TMF: Money is always an asset. It may or may not be a liability. Shells are not a liability. Bank deposits are a liability.

Nick,

Rookie question.

In this "model" of yours what economic phenomena would you define as being "fiscal"? I though that the word "fiscal" refers to one of these or more...

1) Anytime the government does anything.
2) Anything to do with with government bonds.
3) Anything to do with government taxes and transfers.

But then in response to Nathan, you said that handing out free money is both fiscal and monetary. Now, I'm confused. What is fiscal? What criteria would have to be fulfilled for an economic interaction in order for it to be defined as fiscal?

"Shells are not a liability."

I'll think about this one some more, but at first glance, I'm going to say shells are a liability to some entity.

"Bank deposits are a liability."

of the banks and if redeemable for currency 1 to 1, they are also MOA and MOE?

Currency and central bank reserves are liabilities of the central bank. Currency is MOA and MOE, while central bank reserves are not?

JoeMac: If you change G and/or T, it's fiscal. If you change M it's monetary. So if you change (say) T and M at the same time, it's both. That's how I think of it, anyway.

Oh, I get it. By "giving away free money" you meant transfers.

JoeMac: yep. And a transfer is a negative tax.

"Oh, I get it. By "giving away free money" you meant transfers."

And, "JoeMac: yep. And a transfer is a negative tax."

If the gov't is already in deficit, doesn't that mean just more currency denominated gov't debt?

Would it work with rational expectations and flexible prices? I presume so since I'm trying to build such a model. If the price of the backscratch is low enough the kid will prefer to store it for next period() so we could have a recesion due to insufficient money supply.
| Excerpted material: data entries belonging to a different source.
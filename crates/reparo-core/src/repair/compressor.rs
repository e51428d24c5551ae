//! Soft-knee compressor.
//!
//! Feed-forward design working on the instantaneous sample level:
//!
//! ```text
//! |x| -> dB (floored) -> Gain Computer -> smoothing -> x * gain * makeup
//! ```
//!
//! # Parameters
//!
//! | Parameter | Default | Description |
//! |-----------|---------|-------------|
//! | `threshold_db` | -20 dB | Level where compression begins |
//! | `ratio` | 4:1 | Compression strength |
//! | `attack_secs` | 5 ms | How fast gain reduction engages |
//! | `release_secs` | 100 ms | How fast gain reduction releases |
//! | `makeup_db` | 0 dB | Output level compensation |
//! | `knee_db` | 6 dB | Width of the quadratic transition around threshold |

use crate::{Repair, SampleBuffer, db_to_linear, linear_to_db, secs_to_samples};

/// Static gain curve in dB (always non-positive).
#[inline]
fn compute_gain_db(level_db: f32, threshold_db: f32, ratio: f32, knee_db: f32) -> f32 {
    let overshoot = level_db - threshold_db;
    let slope = 1.0 - 1.0 / ratio;

    if overshoot <= -knee_db / 2.0 {
        0.0
    } else if overshoot > knee_db / 2.0 {
        -(overshoot * slope)
    } else {
        let knee_factor = (overshoot + knee_db / 2.0) / knee_db;
        -(knee_factor * knee_factor * overshoot * slope)
    }
}

/// Compressor parameters.
///
/// # Example
///
/// ```rust
/// use reparo_core::{Compressor, Repair, SampleBuffer};
///
/// let comp = Compressor { threshold_db: -12.0, ratio: 3.0, ..Compressor::default() };
/// let loud = SampleBuffer::new(vec![0.9; 4410], 44100.0);
/// let squashed = comp.apply(&loud);
/// assert!(squashed.peak() < 0.9);
/// ```
#[derive(Debug, Clone, Copy, PartialEq)]
pub struct Compressor {
    /// Threshold in dBFS.
    pub threshold_db: f32,
    /// Compression ratio. Values at or below zero disable compression.
    pub ratio: f32,
    /// Attack time in seconds.
    pub attack_secs: f32,
    /// Release time in seconds.
    pub release_secs: f32,
    /// Makeup gain in dB.
    pub makeup_db: f32,
    /// Soft knee width in dB.
    pub knee_db: f32,
}

impl Default for Compressor {
    fn default() -> Self {
        Self {
            threshold_db: -20.0,
            ratio: 4.0,
            attack_secs: 0.005,
            release_secs: 0.1,
            makeup_db: 0.0,
            knee_db: 6.0,
        }
    }
}

/// Smoothed linear gain carried between samples.
#[derive(Debug, Clone, Copy, PartialEq)]
pub struct CompressorState {
    /// Current gain multiplier, within (0, 1].
    pub gain_reduction: f32,
}

impl Default for CompressorState {
    fn default() -> Self {
        Self {
            gain_reduction: 1.0,
        }
    }
}

impl Compressor {
    /// Static gain for a level in dBFS, without smoothing or makeup.
    pub fn gain_db(&self, level_db: f32) -> f32 {
        compute_gain_db(level_db, self.threshold_db, self.effective_ratio(), self.knee_db)
    }

    fn effective_ratio(&self) -> f32 {
        if self.ratio > 0.0 { self.ratio } else { 1.0 }
    }

    /// Compress `input`, continuing from (and updating) `state`.
    pub fn apply_with_state(
        &self,
        input: &SampleBuffer,
        state: &mut CompressorState,
    ) -> SampleBuffer {
        if input.is_empty() {
            return input.clone();
        }

        let sample_rate = input.sample_rate();
        let attack = secs_to_samples(self.attack_secs, sample_rate).max(1) as f32;
        let release = secs_to_samples(self.release_secs, sample_rate).max(1) as f32;
        let makeup = db_to_linear(self.makeup_db);

        let output = input.map(|_, sample| {
            let target = db_to_linear(self.gain_db(linear_to_db(sample.abs())));
            let gr = &mut state.gain_reduction;

            if target < *gr {
                *gr -= (*gr - target) / attack;
            } else {
                *gr += (target - *gr) / release;
            }
            *gr = gr.min(1.0);

            sample * *gr * makeup
        });

        #[cfg(feature = "tracing")]
        tracing::debug!(
            gain_reduction = state.gain_reduction,
            samples = input.len(),
            "compressor pass complete"
        );

        output
    }
}

impl Repair for Compressor {
    fn name(&self) -> &'static str {
        "compress"
    }

    fn apply(&self, input: &SampleBuffer) -> SampleBuffer {
        self.apply_with_state(input, &mut CompressorState::default())
    }
}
Anyway that is what I'm hopping for...

Backscratches? Really stretching it now, aren't we? That was even more convoluted than my comments on Scott's blog! But great post.

Roger: I don't think that would work. If there's a recession caused by too few potatoes, a sufficient fall in the price level should cause the real value of the stock of potatoes to increase until it's big enough to prevent a recession.

I apologize if I sounded overly critical of the parable. It wasn't my intention.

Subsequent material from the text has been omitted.